Inducible polymorphic ventricular tachycardia and ventricular fibrillation in a subgroup of patients with hypertrophic cardiomyopathy at high risk for sudden death.

This investigation was undertaken to elucidate the underlying electrophysiologic substrate in hypertrophic cardiomyopathy and to identify possible predictors of sudden death in this patient population. Programmed stimulation was performed in 18 patients aged 14 to 64 years (mean 36) believed to be at high risk for sudden death on the basis of prior cardiac arrest or syncope, nonsustained ventricular tachycardia on Holter ambulatory electrocardiographic (ECG) monitoring or a family history of frequent sudden death.
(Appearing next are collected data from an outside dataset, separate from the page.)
//! The trigger lifecycle: creation, cancellation, status transitions, and
//! the expiry sweep. Every mutation is paired with an append to the
//! trigger's log stream, grounded on how `TriggerOrderManager` in
//! `original_source/src/core/trigger_order_manager.py` always writes an
//! `OrderLog` alongside a status change.

use std::sync::Arc;

use chrono::{DateTime, Utc};
use tracing::{info, instrument};

use crate::error::{EngineError, EngineResult};
use crate::model::{
    LogAction, OrderAction, OrderKind, OrderLog, TradeClass, Trigger, TriggerCondition, TriggerPatch, TriggerStatus,
};
use crate::store::{Store, TenantStats};

pub struct TriggerRegistry {
    store: Arc<dyn Store>,
}

impl TriggerRegistry {
    pub fn new(store: Arc<dyn Store>) -> Self {
        Self { store }
    }

    #[instrument(skip(self), fields(tenant_id = %tenant_id, symbol = %symbol))]
    #[allow(clippy::too_many_arguments)]
    pub fn create(
        &self,
        tenant_id: &str,
        symbol: &str,
        condition: TriggerCondition,
        trigger_price: f64,
        action: OrderAction,
        order_kind: OrderKind,
        trade_class: TradeClass,
        quantity: u32,
        limit_price: Option<f64>,
        broker: &str,
        expires_at: Option<DateTime<Utc>>,
    ) -> EngineResult<Trigger> {
        let trigger = Trigger::new(
            tenant_id,
            symbol,
            condition,
            trigger_price,
            action,
            order_kind,
            trade_class,
            quantity,
            limit_price,
            broker,
            expires_at,
        )?;
        self.store.put_trigger(&trigger)?;
        self.store.append_log(&OrderLog::new(
            &trigger.id,
            tenant_id,
            LogAction::Created,
            format!("{symbol} {condition:?} {trigger_price}"),
        ))?;
        info!(trigger_id = %trigger.id, "trigger created");
        Ok(trigger)
    }

    pub fn get(&self, tenant_id: &str, trigger_id: &str) -> EngineResult<Trigger> {
        self.store.get_trigger(tenant_id, trigger_id)
    }

    pub fn list_active(&self, tenant_id: &str) -> EngineResult<Vec<Trigger>> {
        Ok(self
            .store
            .list_triggers(tenant_id)?
            .into_iter()
            .filter(|t| matches!(t.status, TriggerStatus::Active))
            .collect())
    }

    pub fn list_all(&self, tenant_id: &str) -> EngineResult<Vec<Trigger>> {
        self.store.list_triggers(tenant_id)
    }

    /// All `Active` triggers across every tenant, the working set the
    /// scheduler evaluates each round.
    pub fn list_active_all_tenants(&self) -> EngineResult<Vec<Trigger>> {
        self.store.list_active_triggers_all_tenants()
    }

    pub fn tenant_stats(&self, tenant_id: &str) -> EngineResult<TenantStats> {
        self.store.tenant_stats(tenant_id)
    }

    #[instrument(skip(self), fields(tenant_id = %tenant_id, trigger_id = %trigger_id))]
    pub fn cancel(&self, tenant_id: &str, trigger_id: &str) -> EngineResult<Trigger> {
        let mut trigger = self.store.get_trigger(tenant_id, trigger_id)?;
        if !trigger.can_transition_to(TriggerStatus::Cancelled) {
            return Err(EngineError::IllegalTransition(format!(
                "cannot cancel trigger in status {:?}",
                trigger.status
            )));
        }
        trigger.status = TriggerStatus::Cancelled;
        self.store.put_trigger(&trigger)?;
        self.store
            .append_log(&OrderLog::new(trigger_id, tenant_id, LogAction::Cancelled, "cancelled by tenant"))?;
        info!(trigger_id, "trigger cancelled");
        Ok(trigger)
    }

    /// Patches `{triggerPrice, limitPrice, quantity, expiresAt, note}` on an
    /// `Active` trigger (§4.4). Cross-tenant access surfaces as
    /// `NotFound`/`Forbidden` from the store's tenant-scoped lookup;
    /// attempting to patch a trigger that has already left `Active`
    /// surfaces as `IllegalTransition`.
    #[instrument(skip(self, patch), fields(tenant_id = %tenant_id, trigger_id = %trigger_id))]
    pub fn update(&self, tenant_id: &str, trigger_id: &str, patch: TriggerPatch) -> EngineResult<Trigger> {
        let mut patch = Some(patch);
        let trigger = self.store.mutate_trigger(tenant_id, trigger_id, &mut |trigger| {
            let patch = patch.take().expect("mutate_trigger calls its closure at most once");
            trigger.apply_patch(patch)
        })?;
        self.store.append_log(&OrderLog::new(
            trigger_id,
            tenant_id,
            LogAction::Updated,
            format!(
                "trigger_price={} limit_price={:?} quantity={} expires_at={:?}",
                trigger.trigger_price, trigger.limit_price, trigger.quantity, trigger.expires_at
            ),
        ))?;
        info!(trigger_id, "trigger updated");
        Ok(trigger)
    }

    pub fn delete(&self, tenant_id: &str, trigger_id: &str) -> EngineResult<()> {
        self.store.delete_trigger(tenant_id, trigger_id)
    }

    /// Moves every `Active` trigger whose `expires_at` has passed to
    /// `Expired`, logging each one. Returns the number swept.
    #[instrument(skip(self))]
    pub fn sweep_expired(&self) -> EngineResult<usize> {
        let now = Utc::now();
        let mut swept = 0;
        for mut trigger in self.store.list_active_triggers_all_tenants()? {
            if !trigger.is_expired(now) {
                continue;
            }
            trigger.status = TriggerStatus::Expired;
            self.store.put_trigger(&trigger)?;
            self.store.append_log(&OrderLog::new(
                &trigger.id,
                &trigger.tenant_id,
                LogAction::Expired,
                "expired by scheduler sweep",
            ))?;
            swept += 1;
        }
        if swept > 0 {
            info!(swept, "expiry sweep completed");
        }
        Ok(swept)
    }

    /// Called by the Dispatcher once a condition has been observed met;
    /// moves `Active` to `Triggered` so the dispatch step has a durable
    /// record of intent before it talks to a broker.
    pub(crate) fn mark_triggered(&self, trigger: &mut Trigger) -> EngineResult<()> {
        if !trigger.can_transition_to(TriggerStatus::Triggered) {
            return Err(EngineError::IllegalTransition(format!(
                "cannot trigger from status {:?}",
                trigger.status
            )));
        }
        let now = Utc::now();
        trigger.status = TriggerStatus::Triggered;
        trigger.triggered_at = Some(now);
        trigger.updated_at = now;
        self.store.put_trigger(trigger)?;
        self.store.append_log(&OrderLog::new(
            &trigger.id,
            &trigger.tenant_id,
            LogAction::Triggered,
            "condition met",
        ))?;
        Ok(())
    }

    /// `broker_order_ref` is the id the broker assigned the order;
    /// `execution_message` is a short human-readable summary of the fill.
    /// Both land on the durable record so a reloaded `Executed` trigger
    /// carries its execution trailer, not just its log stream.
    pub(crate) fn mark_executed(
        &self,
        trigger: &mut Trigger,
        broker_order_ref: &str,
        execution_message: &str,
    ) -> EngineResult<()> {
        let now = Utc::now();
        trigger.status = TriggerStatus::Executed;
        trigger.executed_at = Some(now);
        trigger.updated_at = now;
        trigger.broker_order_ref = Some(broker_order_ref.to_string());
        trigger.execution_message = Some(execution_message.to_string());
        self.store.put_trigger(trigger)?;
        self.store.append_log(&OrderLog::new(
            &trigger.id,
            &trigger.tenant_id,
            LogAction::Executed,
            execution_message,
        ))?;
        Ok(())
    }

    pub(crate) fn mark_failed(&self, trigger: &mut Trigger, detail: &str) -> EngineResult<()> {
        let now = Utc::now();
        trigger.status = TriggerStatus::Failed;
        trigger.executed_at = Some(now);
        trigger.updated_at = now;
        trigger.execution_message = Some(detail.to_string());
        self.store.put_trigger(trigger)?;
        self.store
            .append_log(&OrderLog::new(&trigger.id, &trigger.tenant_id, LogAction::Failed, detail))?;
        Ok(())
    }
}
Polymorphic ventricular tachycardia that deteriorated to ventricular fibrillation was reproducibly induced in 8 (44%) of the 18 patients (Group A). This rhythm was induced in all three patients with a history of cardiac arrest. No sustained monomorphic ventricular tachycardia was induced. Group B comprised the 10 patients in whom a sustained arrhythmia could not be reproducibly initiated. The electrophysiologic substrate was distinctly different in patients with, than in those without, inducible sustained arrhythmia. The refractory period was shorter at the right ventricular outflow tract (232 +/- 22 ms) compared with the apex (264 +/- 12 ms) in Group A (p less than 0.005) whereas there was no difference in Group B (271 +/- 25 ms versus 271 +/- 13 ms). The local ventricular electrogram of most patients in both groups was prolonged and markedly multiphasic. However, 5 of the 8 Group A patients exhibited a double electrogram (V-V') with premature stimulation compared with 1 of the 10 patients in Group B (p less than 0.02). A positive R wave in lead aVR of the scalar ECG and poor R wave progression in the precordial leads were more common in Group A than in Group B (p less than 0.001 and p less than 0.001, respectively). The reason for the distinctly different electrophysiologic substrate and the high prevalence of inducible polymorphic arrhythmia is unclear. It may relate to the underlying myocardial architecture in these patients, characterized by myocardial cellular disarray and fibrosis.